Before Mazer invented himself as Mazer, he was Samson Mazer, and before he was Samson Mazer, he was Samson Masur—a change of two letters that transformed him from a nice, ostensibly Jewish boy to a Professional Builder of Worlds—and for most of his youth, he was Sam, S.A.M. on the hall of fame of his grandfather’s Donkey Kong machine, but mainly Sam.

I probably live under a rock not to have read this book sooner, since it became an unlikely runaway bestseller in 2022. It’s the tale of an on-again, off-again friendship that begins when a boy and a girl meet at a hospital.
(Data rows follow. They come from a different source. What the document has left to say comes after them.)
//! Host-facing simulation handle
//!
//! Wraps `GameState` with the small surface a renderer needs: feed move
//! targets in, tick, read a snapshot back out.

use glam::Vec2;
use serde::{Deserialize, Serialize};

use crate::config::{ConfigError, SimConfig};
use crate::consts::{MAX_SUBSTEPS, SIM_DT};
use crate::sim::{AsteroidVariant, GameEvent, GameState, PcgSource, RandomSource, TickInput, tick};

/// Ship render data
#[derive(Debug, Clone, Copy, PartialEq, Serialize, Deserialize)]
pub struct ShipView {
    pub pos: Vec2,
    pub size: Vec2,
}

/// Asteroid render data
#[derive(Debug, Clone, Copy, PartialEq, Serialize, Deserialize)]
pub struct AsteroidView {
    pub id: u32,
    pub pos: Vec2,
    pub variant: AsteroidVariant,
}

/// Everything the host needs to draw one frame
#[derive(Debug, Clone, PartialEq, Serialize, Deserialize)]
pub struct Snapshot {
    pub ship: ShipView,
    /// Sorted by id
    pub asteroids: Vec<AsteroidView>,
    pub score: u64,
}

pub struct Simulation<R = PcgSource> {
    state: GameState<R>,
    /// Commands buffered until the next tick
    input: TickInput,
    /// Unsimulated time for the fixed-step driver
    accumulator: f32,
}

impl Simulation<PcgSource> {
    /// Build a session with a seeded PCG source
    pub fn new(config: SimConfig, seed: u64) -> Result<Self, ConfigError> {
        log::info!("Simulation initialized with seed: {}", seed);
        Self::with_rng(config, PcgSource::new(seed))
    }
}

impl<R: RandomSource> Simulation<R> {
    /// Build a session around any random source
    pub fn with_rng(config: SimConfig, rng: R) -> Result<Self, ConfigError> {
        let state = GameState::new(config, rng)?;
        log::info!(
            "Screen {}x{}, gravity {}, collision shape {}",
            state.config.screen_width,
            state.config.screen_height,
            state.config.gravity,
            state.config.bounding_shape.as_str()
        );
        Ok(Self {
            state,
            input: TickInput::default(),
            accumulator: 0.0,
        })
    }

    /// Advance one frame of `elapsed` seconds
    pub fn tick(&mut self, elapsed: f32) {
        let input = std::mem::take(&mut self.input);
        tick(&mut self.state, &input, elapsed);
    }

    /// Fixed-timestep driver: bank `frame_time` and run whole `SIM_DT`
    /// ticks. Returns the number of ticks run. Backlog beyond
    /// `MAX_SUBSTEPS` is discarded.
    pub fn advance(&mut self, frame_time: f32) -> u32 {
        if frame_time.is_finite() && frame_time > 0.0 {
            self.accumulator += frame_time;
        }

        let mut steps = 0;
        while self.accumulator >= SIM_DT && steps < MAX_SUBSTEPS {
            self.tick(SIM_DT);
            self.accumulator -= SIM_DT;
            steps += 1;
        }
        if self.accumulator >= SIM_DT {
            log::warn!("Dropping {:.3}s of simulation backlog", self.accumulator);
            self.accumulator = 0.0;
        }
        steps
    }

    /// Steer the ship toward `target`. Takes effect on the next tick; a
    /// later command before then wins.
    pub fn issue_move_command(&mut self, target: Vec2) {
        self.input.move_target = Some(target);
    }

    pub fn snapshot_entities(&self) -> Snapshot {
        let ship = &self.state.entities.ship;
        Snapshot {
            ship: ShipView {
                pos: ship.pos,
                size: ship.size,
            },
            asteroids: self
                .state
                .entities
                .asteroids()
                .iter()
                .map(|a| AsteroidView {
                    id: a.id,
                    pos: a.pos,
                    variant: a.variant,
                })
                .collect(),
            score: self.state.score.current(),
        }
    }

    pub fn current_score(&self) -> u64 {
        self.state.score.current()
    }

    pub fn best_score(&self) -> u64 {
        self.state.score.best()
    }

    /// Take every event recorded since the last call
    pub fn drain_events(&mut self) -> Vec<GameEvent> {
        std::mem::take(&mut self.state.events)
    }

    /// Restart the random sequence; entities and score are untouched
    pub fn reseed(&mut self, seed: u64) {
        log::info!("Reseeding simulation with seed: {}", seed);
        self.state.rng.reseed(seed);
    }

    pub fn state(&self) -> &GameState<R> {
        &self.state
    }

    pub fn config(&self) -> &SimConfig {
        &self.state.config
    }
}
Sadie and Sam’s friendship eventually turns into a business partnership after they develop a popular and well-regarded video game together. When their friend Marx becomes involved in the project as their producer, the seeds of tension between Sadie and Sam are planted.

The book follows not just the development of Sadie and Sam’s friendship but also the development of the video game industry, and this allows it to be both intimate and wide-encompassing in a way I associate with multigenerational sagas or war sagas, though it is not really a saga. At heart it’s a very personal story of a boy and a girl whose very innocent friendship is tested when they grow up and all the messiness of early adulthood enters their relationship.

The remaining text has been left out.